» **What you will do**:
When the line containing "schema for MCP" appears in the entries below, begin printing there and stop after the line containing "declared output schema."; print each of those lines exactly and no other line.

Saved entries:
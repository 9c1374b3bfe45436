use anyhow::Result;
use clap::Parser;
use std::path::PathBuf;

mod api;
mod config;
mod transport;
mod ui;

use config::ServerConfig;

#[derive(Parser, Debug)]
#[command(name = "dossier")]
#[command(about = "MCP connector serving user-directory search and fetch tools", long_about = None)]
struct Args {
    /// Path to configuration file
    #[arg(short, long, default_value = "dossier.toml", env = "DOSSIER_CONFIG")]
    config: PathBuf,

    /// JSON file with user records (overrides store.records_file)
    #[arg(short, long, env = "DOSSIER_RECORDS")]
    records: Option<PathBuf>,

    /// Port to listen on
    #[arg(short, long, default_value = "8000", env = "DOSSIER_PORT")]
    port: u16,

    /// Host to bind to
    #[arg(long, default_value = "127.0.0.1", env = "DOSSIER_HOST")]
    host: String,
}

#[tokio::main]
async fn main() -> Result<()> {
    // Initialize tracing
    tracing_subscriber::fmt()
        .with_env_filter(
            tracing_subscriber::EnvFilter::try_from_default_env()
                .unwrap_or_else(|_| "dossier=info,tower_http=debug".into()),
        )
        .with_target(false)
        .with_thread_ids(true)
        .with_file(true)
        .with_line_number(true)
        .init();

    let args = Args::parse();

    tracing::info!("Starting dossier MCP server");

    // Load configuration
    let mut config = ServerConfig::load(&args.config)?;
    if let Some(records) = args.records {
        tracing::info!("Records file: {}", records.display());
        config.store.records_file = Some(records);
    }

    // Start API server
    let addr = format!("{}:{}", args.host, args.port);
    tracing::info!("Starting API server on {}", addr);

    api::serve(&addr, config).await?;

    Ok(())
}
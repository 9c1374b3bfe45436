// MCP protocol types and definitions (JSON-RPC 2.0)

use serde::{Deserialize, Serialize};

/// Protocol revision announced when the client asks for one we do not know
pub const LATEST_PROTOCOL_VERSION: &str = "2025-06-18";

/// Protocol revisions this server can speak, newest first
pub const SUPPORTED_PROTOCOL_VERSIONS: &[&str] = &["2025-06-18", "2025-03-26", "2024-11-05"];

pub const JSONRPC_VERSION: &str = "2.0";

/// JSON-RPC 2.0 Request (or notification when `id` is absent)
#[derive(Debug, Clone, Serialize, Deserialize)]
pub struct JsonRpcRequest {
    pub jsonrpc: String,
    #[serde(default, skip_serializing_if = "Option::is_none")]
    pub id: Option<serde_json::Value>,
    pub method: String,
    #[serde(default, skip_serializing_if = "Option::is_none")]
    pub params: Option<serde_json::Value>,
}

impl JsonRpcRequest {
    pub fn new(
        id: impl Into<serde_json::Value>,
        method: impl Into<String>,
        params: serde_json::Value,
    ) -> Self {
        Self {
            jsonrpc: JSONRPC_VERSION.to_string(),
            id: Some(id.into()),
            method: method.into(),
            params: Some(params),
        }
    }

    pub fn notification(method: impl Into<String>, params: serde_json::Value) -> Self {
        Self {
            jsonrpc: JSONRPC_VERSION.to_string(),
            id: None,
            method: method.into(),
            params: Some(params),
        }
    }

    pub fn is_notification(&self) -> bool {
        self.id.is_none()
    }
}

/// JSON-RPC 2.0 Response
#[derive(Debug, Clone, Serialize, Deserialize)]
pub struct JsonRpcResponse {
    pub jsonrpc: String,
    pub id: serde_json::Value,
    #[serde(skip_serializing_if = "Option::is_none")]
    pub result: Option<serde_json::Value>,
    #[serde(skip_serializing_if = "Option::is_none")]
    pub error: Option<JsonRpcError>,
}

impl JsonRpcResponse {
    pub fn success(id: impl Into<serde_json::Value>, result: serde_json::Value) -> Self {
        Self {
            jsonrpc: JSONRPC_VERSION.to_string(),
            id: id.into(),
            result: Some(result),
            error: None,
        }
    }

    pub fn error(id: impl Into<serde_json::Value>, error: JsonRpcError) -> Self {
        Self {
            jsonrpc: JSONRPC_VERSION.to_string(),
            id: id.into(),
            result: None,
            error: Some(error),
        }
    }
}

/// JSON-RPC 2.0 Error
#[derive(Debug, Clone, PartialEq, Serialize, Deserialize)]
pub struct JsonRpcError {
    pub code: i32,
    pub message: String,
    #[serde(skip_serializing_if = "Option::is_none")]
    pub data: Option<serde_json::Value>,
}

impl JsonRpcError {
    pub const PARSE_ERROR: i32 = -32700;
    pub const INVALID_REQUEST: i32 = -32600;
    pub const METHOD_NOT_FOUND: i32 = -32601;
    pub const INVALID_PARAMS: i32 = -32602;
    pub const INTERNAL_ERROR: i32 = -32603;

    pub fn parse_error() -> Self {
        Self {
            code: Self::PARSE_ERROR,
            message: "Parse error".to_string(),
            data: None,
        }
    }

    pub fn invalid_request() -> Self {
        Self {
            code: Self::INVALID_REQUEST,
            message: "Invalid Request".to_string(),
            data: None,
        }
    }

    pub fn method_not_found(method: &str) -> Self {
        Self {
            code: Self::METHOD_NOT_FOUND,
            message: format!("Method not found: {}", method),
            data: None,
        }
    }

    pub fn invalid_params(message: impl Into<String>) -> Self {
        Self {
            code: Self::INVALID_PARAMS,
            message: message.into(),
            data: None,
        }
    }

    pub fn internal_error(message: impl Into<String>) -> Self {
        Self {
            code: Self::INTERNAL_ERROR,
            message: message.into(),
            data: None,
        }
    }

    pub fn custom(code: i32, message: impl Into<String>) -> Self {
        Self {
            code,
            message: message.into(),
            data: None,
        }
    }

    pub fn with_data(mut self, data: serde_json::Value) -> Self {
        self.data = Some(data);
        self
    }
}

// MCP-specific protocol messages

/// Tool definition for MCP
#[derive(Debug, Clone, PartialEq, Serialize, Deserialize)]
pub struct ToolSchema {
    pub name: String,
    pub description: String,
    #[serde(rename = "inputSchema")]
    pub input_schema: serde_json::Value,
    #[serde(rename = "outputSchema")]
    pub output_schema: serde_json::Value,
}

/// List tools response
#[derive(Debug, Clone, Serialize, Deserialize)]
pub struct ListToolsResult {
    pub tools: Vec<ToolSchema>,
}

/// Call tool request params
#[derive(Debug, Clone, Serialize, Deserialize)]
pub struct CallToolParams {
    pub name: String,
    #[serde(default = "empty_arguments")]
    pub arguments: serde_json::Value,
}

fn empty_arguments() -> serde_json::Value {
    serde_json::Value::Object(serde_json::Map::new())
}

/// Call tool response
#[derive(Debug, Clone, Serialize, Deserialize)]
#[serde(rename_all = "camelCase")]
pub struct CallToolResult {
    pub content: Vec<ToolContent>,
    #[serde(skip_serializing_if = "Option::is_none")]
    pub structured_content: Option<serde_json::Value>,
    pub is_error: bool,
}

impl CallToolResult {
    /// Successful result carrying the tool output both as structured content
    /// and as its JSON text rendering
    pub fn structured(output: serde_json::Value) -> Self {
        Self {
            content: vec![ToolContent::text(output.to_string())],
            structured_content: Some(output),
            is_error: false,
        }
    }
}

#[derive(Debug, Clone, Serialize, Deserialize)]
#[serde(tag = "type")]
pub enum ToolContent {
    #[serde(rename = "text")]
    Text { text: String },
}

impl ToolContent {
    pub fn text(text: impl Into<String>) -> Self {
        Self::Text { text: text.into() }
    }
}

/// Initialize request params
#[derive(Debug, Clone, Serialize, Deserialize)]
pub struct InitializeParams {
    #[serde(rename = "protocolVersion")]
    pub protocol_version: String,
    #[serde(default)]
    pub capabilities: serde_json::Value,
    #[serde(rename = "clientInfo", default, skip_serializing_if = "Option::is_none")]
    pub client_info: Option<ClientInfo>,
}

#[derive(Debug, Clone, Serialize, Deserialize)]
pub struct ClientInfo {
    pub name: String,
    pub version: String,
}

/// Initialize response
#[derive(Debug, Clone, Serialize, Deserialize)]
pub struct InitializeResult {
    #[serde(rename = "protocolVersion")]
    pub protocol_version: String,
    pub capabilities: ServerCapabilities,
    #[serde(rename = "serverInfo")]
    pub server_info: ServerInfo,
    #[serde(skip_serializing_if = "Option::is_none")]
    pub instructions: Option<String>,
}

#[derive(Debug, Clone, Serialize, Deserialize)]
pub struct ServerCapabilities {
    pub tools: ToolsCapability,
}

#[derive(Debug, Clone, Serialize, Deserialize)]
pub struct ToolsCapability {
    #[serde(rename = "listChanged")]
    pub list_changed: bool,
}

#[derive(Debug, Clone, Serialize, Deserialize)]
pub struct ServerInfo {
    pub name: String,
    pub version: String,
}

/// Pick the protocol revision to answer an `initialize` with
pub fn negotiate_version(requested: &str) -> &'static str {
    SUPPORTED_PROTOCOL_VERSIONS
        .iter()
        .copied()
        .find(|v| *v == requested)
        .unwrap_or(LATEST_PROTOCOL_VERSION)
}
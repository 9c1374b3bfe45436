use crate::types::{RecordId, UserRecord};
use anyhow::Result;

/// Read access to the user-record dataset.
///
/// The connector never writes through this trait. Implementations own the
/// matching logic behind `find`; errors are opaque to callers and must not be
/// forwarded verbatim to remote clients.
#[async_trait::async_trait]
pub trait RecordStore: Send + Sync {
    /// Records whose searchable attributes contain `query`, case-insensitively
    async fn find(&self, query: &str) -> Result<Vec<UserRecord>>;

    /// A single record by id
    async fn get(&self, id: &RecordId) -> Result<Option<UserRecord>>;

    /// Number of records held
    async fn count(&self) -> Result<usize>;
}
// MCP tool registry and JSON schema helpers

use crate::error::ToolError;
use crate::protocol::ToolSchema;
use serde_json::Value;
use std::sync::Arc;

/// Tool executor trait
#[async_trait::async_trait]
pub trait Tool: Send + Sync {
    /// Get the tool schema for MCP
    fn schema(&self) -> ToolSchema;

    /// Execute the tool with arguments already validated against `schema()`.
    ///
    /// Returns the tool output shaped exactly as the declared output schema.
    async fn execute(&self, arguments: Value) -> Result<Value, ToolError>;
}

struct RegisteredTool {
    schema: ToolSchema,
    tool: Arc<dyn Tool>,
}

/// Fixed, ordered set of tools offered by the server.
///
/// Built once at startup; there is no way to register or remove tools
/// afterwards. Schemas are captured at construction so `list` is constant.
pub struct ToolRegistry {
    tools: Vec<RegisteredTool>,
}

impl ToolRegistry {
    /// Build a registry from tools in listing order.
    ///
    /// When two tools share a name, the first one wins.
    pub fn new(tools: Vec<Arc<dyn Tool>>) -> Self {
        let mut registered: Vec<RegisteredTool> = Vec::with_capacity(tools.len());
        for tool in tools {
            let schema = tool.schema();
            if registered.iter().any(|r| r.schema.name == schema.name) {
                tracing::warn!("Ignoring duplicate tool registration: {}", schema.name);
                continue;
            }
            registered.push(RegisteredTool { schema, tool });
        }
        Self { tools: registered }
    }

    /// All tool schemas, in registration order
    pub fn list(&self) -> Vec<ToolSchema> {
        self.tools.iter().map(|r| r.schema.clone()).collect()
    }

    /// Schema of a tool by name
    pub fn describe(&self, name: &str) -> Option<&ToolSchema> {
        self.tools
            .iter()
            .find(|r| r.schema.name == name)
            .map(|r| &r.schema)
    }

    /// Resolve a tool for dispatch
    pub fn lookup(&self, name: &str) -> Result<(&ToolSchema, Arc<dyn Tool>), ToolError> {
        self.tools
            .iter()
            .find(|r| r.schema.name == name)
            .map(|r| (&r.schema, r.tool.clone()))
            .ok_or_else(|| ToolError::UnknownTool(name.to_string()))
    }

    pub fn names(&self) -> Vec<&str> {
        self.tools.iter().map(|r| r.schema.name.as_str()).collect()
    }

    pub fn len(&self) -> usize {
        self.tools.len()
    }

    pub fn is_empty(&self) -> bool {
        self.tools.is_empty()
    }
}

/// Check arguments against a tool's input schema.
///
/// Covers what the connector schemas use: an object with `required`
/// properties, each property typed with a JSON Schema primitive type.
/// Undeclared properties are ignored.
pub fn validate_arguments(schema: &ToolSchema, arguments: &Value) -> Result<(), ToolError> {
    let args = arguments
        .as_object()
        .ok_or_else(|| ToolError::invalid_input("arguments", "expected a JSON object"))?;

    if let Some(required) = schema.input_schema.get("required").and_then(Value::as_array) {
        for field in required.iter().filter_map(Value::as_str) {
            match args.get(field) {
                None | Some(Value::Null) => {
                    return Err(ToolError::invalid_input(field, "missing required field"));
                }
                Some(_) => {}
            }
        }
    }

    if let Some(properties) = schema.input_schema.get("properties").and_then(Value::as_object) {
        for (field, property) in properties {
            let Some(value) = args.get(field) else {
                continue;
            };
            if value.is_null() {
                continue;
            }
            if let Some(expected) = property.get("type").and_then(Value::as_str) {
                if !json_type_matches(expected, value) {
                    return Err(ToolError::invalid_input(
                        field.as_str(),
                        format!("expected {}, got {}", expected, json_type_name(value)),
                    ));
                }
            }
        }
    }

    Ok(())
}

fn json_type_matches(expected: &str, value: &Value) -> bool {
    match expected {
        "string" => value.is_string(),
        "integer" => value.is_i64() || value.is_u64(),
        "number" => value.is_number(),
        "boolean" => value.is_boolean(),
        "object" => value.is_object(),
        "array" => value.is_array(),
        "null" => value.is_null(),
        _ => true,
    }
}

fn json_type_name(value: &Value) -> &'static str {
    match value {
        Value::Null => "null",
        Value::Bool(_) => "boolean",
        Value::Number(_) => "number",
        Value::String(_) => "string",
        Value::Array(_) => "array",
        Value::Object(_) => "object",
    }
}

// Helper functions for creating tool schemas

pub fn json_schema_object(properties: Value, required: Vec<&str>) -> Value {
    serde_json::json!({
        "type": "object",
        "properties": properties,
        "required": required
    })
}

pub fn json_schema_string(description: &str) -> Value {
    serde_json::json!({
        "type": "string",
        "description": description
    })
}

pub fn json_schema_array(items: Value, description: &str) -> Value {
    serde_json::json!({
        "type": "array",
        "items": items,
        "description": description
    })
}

» **Output below**:
    /// Get the tool schema for MCP
    fn schema(&self) -> ToolSchema;

    /// Execute the tool with arguments already validated against `schema()`.
    ///
    /// Returns the tool output shaped exactly as the declared output schema.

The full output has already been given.